**Task prompt**
The entries that follow should be duplicated in full, without a single alteration.
=== Data for analysis ===
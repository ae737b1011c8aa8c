//! Public loan application form

use crate::api::ApplicationsApi;
use crate::error::{ApiError, FormError};
use crate::notification::Notification;
use serde::{Deserialize, Serialize};
use tracing::{info, warn};

/// Raw form input, exactly as typed
#[derive(Debug, Clone, Default, PartialEq, Eq, Serialize, Deserialize)]
#[serde(default)]
pub struct ApplicationForm {
    pub full_name: String,
    pub phone: String,
    pub email: String,
    pub amount: String,
    pub term: String,
    pub purpose: String,
}

/// Validated submission in the submit endpoint's wire format
#[derive(Debug, Clone, PartialEq, Serialize, Deserialize)]
#[serde(rename_all = "camelCase")]
pub struct ApplicationSubmission {
    pub full_name: String,
    pub phone: String,
    pub email: String,
    pub amount: Option<f64>,
    pub term: Option<u32>,
    pub purpose: String,
}

impl ApplicationForm {
    /// Validate the input
    ///
    /// Name, phone and email are required. Amount and term are optional but
    /// must be positive numbers when given.
    pub fn validate(&self) -> Result<ApplicationSubmission, FormError> {
        let full_name = required(&self.full_name, "full name")?;
        let phone = required(&self.phone, "phone")?;
        let email = required(&self.email, "email")?;
        validate_email(&email)?;

        Ok(ApplicationSubmission {
            full_name,
            phone,
            email,
            amount: parse_amount(&self.amount)?,
            term: parse_term(&self.term)?,
            purpose: self.purpose.trim().to_string(),
        })
    }
}

fn required(value: &str, field: &'static str) -> Result<String, FormError> {
    let value = value.trim();
    if value.is_empty() {
        return Err(FormError::MissingField(field));
    }
    Ok(value.to_string())
}

fn validate_email(email: &str) -> Result<(), FormError> {
    match email.split_once('@') {
        Some((local, domain)) if !local.is_empty() && !domain.is_empty() => Ok(()),
        _ => Err(FormError::InvalidEmail),
    }
}

fn parse_amount(raw: &str) -> Result<Option<f64>, FormError> {
    let normalized: String = raw
        .chars()
        .filter(|c| !c.is_whitespace())
        .map(|c| if c == ',' { '.' } else { c })
        .collect();
    if normalized.is_empty() {
        return Ok(None);
    }

    match normalized.parse::<f64>() {
        Ok(amount) if amount.is_finite() && amount > 0.0 => Ok(Some(amount)),
        _ => Err(FormError::InvalidAmount),
    }
}

fn parse_term(raw: &str) -> Result<Option<u32>, FormError> {
    let raw = raw.trim();
    if raw.is_empty() {
        return Ok(None);
    }

    match raw.parse::<u32>() {
        Ok(term) if term > 0 => Ok(Some(term)),
        _ => Err(FormError::InvalidTerm),
    }
}

/// What happened to a form submission
#[derive(Debug, Clone, PartialEq)]
pub struct IntakeOutcome {
    pub notification: Notification,
    /// The form should be cleared
    pub accepted: bool,
    pub application_id: Option<i64>,
}

/// Validate and submit a form
///
/// Never fails: every problem becomes an error notification and the form
/// is kept for correction.
pub async fn submit_application<A>(api: &A, form: &ApplicationForm) -> IntakeOutcome
where
    A: ApplicationsApi + ?Sized,
{
    let submission = match form.validate() {
        Ok(submission) => submission,
        Err(e) => {
            info!("Rejected application form: {}", e);
            return IntakeOutcome {
                notification: Notification::error(e.to_string()),
                accepted: false,
                application_id: None,
            };
        }
    };

    match api.submit_application(&submission).await {
        Ok(application_id) => {
            info!("Application submitted (id: {:?})", application_id);
            IntakeOutcome {
                notification: Notification::success(
                    "Application sent!",
                    "Our manager will contact you shortly.",
                ),
                accepted: true,
                application_id,
            }
        }
        Err(e) => {
            warn!("Failed to submit application: {}", e);
            let description = match e {
                ApiError::Rejected(Some(message)) => message,
                ApiError::Rejected(None) => "Could not send the application".to_string(),
                _ => "Could not connect to the server".to_string(),
            };
            IntakeOutcome {
                notification: Notification::error(description),
                accepted: false,
                application_id: None,
            }
        }
    }
}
===
**Answer for this exercise**
repository ae737b1011c8aa8c
//! Public loan application form

use crate::api::ApplicationsApi;
use crate::error::{ApiError, FormError};
use crate::notification::Notification;
use serde::{Deserialize, Serialize};
use tracing::{info, warn};

/// Raw form input, exactly as typed
#[derive(Debug, Clone, Default, PartialEq, Eq, Serialize, Deserialize)]
#[serde(default)]
pub struct ApplicationForm {
    pub full_name: String,
    pub phone: String,
    pub email: String,
    pub amount: String,
    pub term: String,
    pub purpose: String,
}

/// Validated submission in the submit endpoint's wire format
#[derive(Debug, Clone, PartialEq, Serialize, Deserialize)]
#[serde(rename_all = "camelCase")]
pub struct ApplicationSubmission {
    pub full_name: String,
    pub phone: String,
    pub email: String,
    pub amount: Option<f64>,
    pub term: Option<u32>,
    pub purpose: String,
}

impl ApplicationForm {
    /// Validate the input
    ///
    /// Name, phone and email are required. Amount and term are optional but
    /// must be positive numbers when given.
    pub fn validate(&self) -> Result<ApplicationSubmission, FormError> {
        let full_name = required(&self.full_name, "full name")?;
        let phone = required(&self.phone, "phone")?;
        let email = required(&self.email, "email")?;
        validate_email(&email)?;

        Ok(ApplicationSubmission {
            full_name,
            phone,
            email,
            amount: parse_amount(&self.amount)?,
            term: parse_term(&self.term)?,
            purpose: self.purpose.trim().to_string(),
        })
    }
}

fn required(value: &str, field: &'static str) -> Result<String, FormError> {
    let value = value.trim();
    if value.is_empty() {
        return Err(FormError::MissingField(field));
    }
    Ok(value.to_string())
}

fn validate_email(email: &str) -> Result<(), FormError> {
    match email.split_once('@') {
        Some((local, domain)) if !local.is_empty() && !domain.is_empty() => Ok(()),
        _ => Err(FormError::InvalidEmail),
    }
}

fn parse_amount(raw: &str) -> Result<Option<f64>, FormError> {
    let normalized: String = raw
        .chars()
        .filter(|c| !c.is_whitespace())
        .map(|c| if c == ',' { '.' } else { c })
        .collect();
    if normalized.is_empty() {
        return Ok(None);
    }

    match normalized.parse::<f64>() {
        Ok(amount) if amount.is_finite() && amount > 0.0 => Ok(Some(amount)),
        _ => Err(FormError::InvalidAmount),
    }
}

fn parse_term(raw: &str) -> Result<Option<u32>, FormError> {
    let raw = raw.trim();
    if raw.is_empty() {
        return Ok(None);
    }

    match raw.parse::<u32>() {
        Ok(term) if term > 0 => Ok(Some(term)),
        _ => Err(FormError::InvalidTerm),
    }
}

/// What happened to a form submission
#[derive(Debug, Clone, PartialEq)]
pub struct IntakeOutcome {
    pub notification: Notification,
    /// The form should be cleared
    pub accepted: bool,
    pub application_id: Option<i64>,
}

/// Validate and submit a form
///
/// Never fails: every problem becomes an error notification and the form
/// is kept for correction.
pub async fn submit_application<A>(api: &A, form: &ApplicationForm) -> IntakeOutcome
where
    A: ApplicationsApi + ?Sized,
{
    let submission = match form.validate() {
        Ok(submission) => submission,
        Err(e) => {
            info!("Rejected application form: {}", e);
            return IntakeOutcome {
                notification: Notification::error(e.to_string()),
                accepted: false,
                application_id: None,
            };
        }
    };

    match api.submit_application(&submission).await {
        Ok(application_id) => {
            info!("Application submitted (id: {:?})", application_id);
            IntakeOutcome {
                notification: Notification::success(
                    "Application sent!",
                    "Our manager will contact you shortly.",
                ),
                accepted: true,
                application_id,
            }
        }
        Err(e) => {
            warn!("Failed to submit application: {}", e);
            let description = match e {
                ApiError::Rejected(Some(message)) => message,
                ApiError::Rejected(None) => "Could not send the application".to_string(),
                _ => "Could not connect to the server".to_string(),
            };
            IntakeOutcome {
                notification: Notification::error(description),
                accepted: false,
                application_id: None,
            }
        }
    }
}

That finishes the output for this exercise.